Expect Miracles? How asking for a simple miracle changed everything
One of my favorite personal mantras is "Expect Miracles". It's always on the tip of the tongues of Gabby Bernstein and Marianne Williamson. They say that when you believe in miracles and expect them, the miracles show up. Marianne goes as far to say that if you are not regularly experiencing miracles in your life, something is seriously wrong. So I've adopted the “Expect Miracles” mindset and adapted it to my own life--and somehow, some way, this mantra follows me in different ways and the miracles do show up when I ask for them. However they only happen when I'm truly open to them.
For all the positive spiritual practices I incorporate into my life, I'm amazed at how often I'm angry, resentful, complaining, judgmental, controlling and (gasp) jealous of things around me. Despite my best efforts to do meditations, manifestations and prayer practices, I can veer off course very quickly. My husband always recalls a line from Vicky Cristina Barcelona when my mind starts racing or I'm holding him hostage with my self-created drama rants. It’s that scene where Penelope Cruz is yelling at Scarlett Johansson because Scarlett is not sure she wants to be in a 3 way relationship with her and Javier Bardem anymore. Penelope hurls a diagnosis at her: "Chronic dissatisfaction. Chronic dissatisfaction. That’s what you have. Big sickness.” Watch the clip. No matter what, nothing ever seems to be enough for Scarlett. And in truth, I can often identify with that.

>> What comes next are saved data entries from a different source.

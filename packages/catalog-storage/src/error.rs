#[derive(Debug, thiserror::Error)]
pub enum Error {
	#[error(transparent)]
	Sqlx(#[from] sqlx::Error),
	#[error("Invalid argument: {0}")]
	InvalidArgument(String),
	#[error("Failed to decode {column}: {message}")]
	Decode { column: String, message: String },
}
use sqlx::{PgPool, postgres::PgPoolOptions};

use crate::Result;

#[derive(Clone)]
pub struct Db {
	pub pool: PgPool,
}
impl Db {
	pub async fn connect(cfg: &catalog_config::Postgres) -> Result<Self> {
		let pool =
			PgPoolOptions::new().max_connections(cfg.pool_max_conns).connect(&cfg.dsn).await?;

		Ok(Self { pool })
	}
}
use crate::{
	cte::SEARCH_CANDIDATES,
	filters::{CatalogFilters, CatalogSortBy, SortDirection},
	sql::Fragment,
};

/// Sort key and direction after defaults and the not-on-sale rule are applied.
pub fn effective_sort(filters: &CatalogFilters) -> (CatalogSortBy, SortDirection) {
	let sort_by = match filters.is_on_sale {
		// Not-for-sale browsing only sorts by newest.
		Some(false) => CatalogSortBy::Newest,
		_ => filters.sort_by.unwrap_or(CatalogSortBy::Newest),
	};

	(sort_by, filters.sort_direction.unwrap_or_default())
}

pub fn sort_key(sort_by: CatalogSortBy, direction: SortDirection) -> String {
	match sort_by {
		CatalogSortBy::Newest => "first_listed_at DESC NULLS LAST".to_string(),
		CatalogSortBy::MostExpensive => "max_price DESC".to_string(),
		CatalogSortBy::RecentlyListed =>
			"GREATEST(max_order_created_at, first_listed_at) DESC".to_string(),
		CatalogSortBy::RecentlySold => "sold_at DESC".to_string(),
		CatalogSortBy::Cheapest => "min_price ASC, first_listed_at DESC".to_string(),
		CatalogSortBy::Other => format!("first_listed_at {}", direction.as_sql()),
	}
}

/// Builds the ORDER BY clause, or `None` when nothing asks for an ordering.
///
/// Pre-ranked ids (a search term together with `ids`) always order the result, ahead of any
/// requested sort. Inline search ranks by similarity first.
pub fn order_by(filters: &CatalogFilters, inline_search: bool) -> Option<Fragment> {
	let requested = filters.sort_by.is_some() || filters.sort_direction.is_some();
	let ranked_ids = filters.search_term().is_some() && !filters.ids.is_empty();

	if !requested && !inline_search && !ranked_ids {
		return None;
	}

	let mut fragment = Fragment::sql("ORDER BY ");
	let mut keys = 0;

	if ranked_ids {
		fragment
			.push("array_position(")
			.push_bind(filters.ids.clone())
			.push("::text[], items.id::text)");

		keys += 1;
	}
	if inline_search {
		if keys > 0 {
			fragment.push(", ");
		}

		fragment.push(format!("{SEARCH_CANDIDATES}.word_similarity DESC"));

		keys += 1;
	}
	if requested || keys == 0 {
		if keys > 0 {
			fragment.push(", ");
		}

		let (sort_by, direction) = effective_sort(filters);

		fragment.push(sort_key(sort_by, direction));
	}

	Some(fragment)
}

/// `LIMIT`/`OFFSET` are only applied together.
pub fn pagination(limit: Option<u32>, offset: Option<u32>) -> Option<Fragment> {
	let (limit, offset) = (limit?, offset?);

	Some(Fragment::sql(format!("LIMIT {limit} OFFSET {offset}")))
}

I went on vacation last week to Anguilla in the Caribbean – a practical beach paradise--a place where you're supposed to be relaxed and at peace with the world. Yet, the first 3 days were an emotional struggle for me. What I was mainly struggling with is that it was really hard to find an open lounge chair on the beach. If you didn't get there early enough, you were without a chair for the day. So rather than feeling like I was on vacation, I was in competition for chairs and I resented the people who got one and I didn’t. It made my blood boil and every day on the way to the beach I was anxious. I had very little faith. My breaking point was when we had to eat a $90 dollar lunch at a restaurant on the beach before the snobby maître d let us use their lounge chairs. We asked if we could just order at the chairs and he flipped out, “What, do you want to eat with your fingers?” He talked down to us as if we had no manners or social graces. I was ready to walk, but my husband reaffirmed that we had no other hope of a chair, so we ate the lunch. I was having the hardest time accepting that some things were beyond my control or that things weren’t as I thought they might be. To be honest, I didn’t do enough research before booking the trip and once I got there, I wasn’t the best “go with the flow” or “don’t sweat the small stuff” kind of guy. It's like the minute I slowed down on vacation, my mind raced to find the imperfection(s).

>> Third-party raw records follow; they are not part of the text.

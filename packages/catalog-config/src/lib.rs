mod error;
mod types;

pub use error::{Error, Result};
pub use types::{Config, Marketplace, Postgres, Schemas, Service, Storage};

use std::{fs, path::Path};

pub fn load(path: &Path) -> Result<Config> {
	let raw = fs::read_to_string(path)
		.map_err(|err| Error::ReadConfig { path: path.to_path_buf(), source: err })?;

	let mut cfg: Config = toml::from_str(&raw)
		.map_err(|err| Error::ParseConfig { path: path.to_path_buf(), source: err })?;

	normalize(&mut cfg);

	validate(&cfg)?;

	Ok(cfg)
}

pub fn validate(cfg: &Config) -> Result<()> {
	if cfg.service.log_level.trim().is_empty() {
		return Err(Error::Validation {
			message: "service.log_level must be non-empty.".to_string(),
		});
	}
	if cfg.storage.postgres.dsn.trim().is_empty() {
		return Err(Error::Validation {
			message: "storage.postgres.dsn must be non-empty.".to_string(),
		});
	}
	if cfg.storage.postgres.pool_max_conns == 0 {
		return Err(Error::Validation {
			message: "storage.postgres.pool_max_conns must be greater than zero.".to_string(),
		});
	}

	for (label, value) in [
		("schemas.marketplace", &cfg.schemas.marketplace),
		("schemas.builder_server", &cfg.schemas.builder_server),
		("schemas.trades", &cfg.schemas.trades),
		("schemas.squid_trades", &cfg.schemas.squid_trades),
	] {
		if !is_sql_identifier(value) {
			return Err(Error::Validation {
				message: format!("{label} must be a plain SQL identifier."),
			});
		}
	}
	for (label, value) in [
		("marketplace.ethereum_offchain_marketplace", &cfg.marketplace.ethereum_offchain_marketplace),
		("marketplace.polygon_offchain_marketplace", &cfg.marketplace.polygon_offchain_marketplace),
	] {
		if !is_address(value) {
			return Err(Error::Validation {
				message: format!("{label} must be a 0x-prefixed 20-byte hex address."),
			});
		}
	}

	Ok(())
}

pub fn is_sql_identifier(value: &str) -> bool {
	let mut chars = value.chars();

	match chars.next() {
		Some(first) if first.is_ascii_alphabetic() || first == '_' =>
			chars.all(|c| c.is_ascii_alphanumeric() || c == '_'),
		_ => false,
	}
}

fn is_address(value: &str) -> bool {
	value
		.strip_prefix("0x")
		.map(|hex| hex.len() == 40 && hex.chars().all(|c| c.is_ascii_hexdigit()))
		.unwrap_or(false)
}

fn normalize(cfg: &mut Config) {
	cfg.service.log_level = cfg.service.log_level.trim().to_string();
	cfg.schemas.marketplace = cfg.schemas.marketplace.trim().to_string();
	cfg.schemas.builder_server = cfg.schemas.builder_server.trim().to_string();
	cfg.schemas.trades = cfg.schemas.trades.trim().to_string();
	cfg.schemas.squid_trades = cfg.schemas.squid_trades.trim().to_string();
	cfg.marketplace.ethereum_offchain_marketplace =
		cfg.marketplace.ethereum_offchain_marketplace.trim().to_lowercase();
	cfg.marketplace.polygon_offchain_marketplace =
		cfg.marketplace.polygon_offchain_marketplace.trim().to_lowercase();
}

I will say this – no matter what the frustration, I stayed open to changing my mindset. I was also trying desperately not to complain to my husband about all the Island’s shortcomings. I kept asking the universe for a miracle and taking deep breaths; asking to see things differently. I went to an adorable church one day for a spiritual time-out. I met this couple, Joe and Jody from Newport, RI—and they were vibe-ing love and light. I had a great chat with them. Jody used to be a news anchor, so we talked about the world of journalism. Then Joe took out this tiny stack of cards and was like, "Choose one". As if this was a tarot card exercise, I drew one blindly. And what did it say? "Expect Miracles". There it was, a reminder from fellow humans, who were perhaps dropped in front of me in that moment at the right time, to give me a card that said Expect Miracles. I felt guided, I felt protected and I felt like my calls to the universe for a miracle had manifested in divine timing. I put this card on the back of my phone, as a reminder, that asking for a miracle really works—when I’m willing to wait for it. My vacation turned a corner after meeting Joe and Jody. It was a chance encounter that reset my mindset. I needed that reminder. I'm so grateful for that afternoon and meeting them. My vacation became filled with miracles that came in the form of meeting great people, feeling more relaxed and I never wanted for a beach chair again for the rest of the week.
I’m not writing this to shed light on what a spoiled dissatisfied brat I can be. To be honest, I always wonder if I should write things like that, for fear that people will run the other way when I cop to my toxic behaviors. But I’m guessing if I feel this way sometimes, there must be others. And if there are others like me, maybe you need a miracle too? So, my experience here is that when I asked for a miracle, it showed up. It changed everything. The miracle manifested. Also, don’t underestimate that you might be someone else’s miracle at any moment on any day. Joe and Jody are miracle workers – and they shared that energy with me.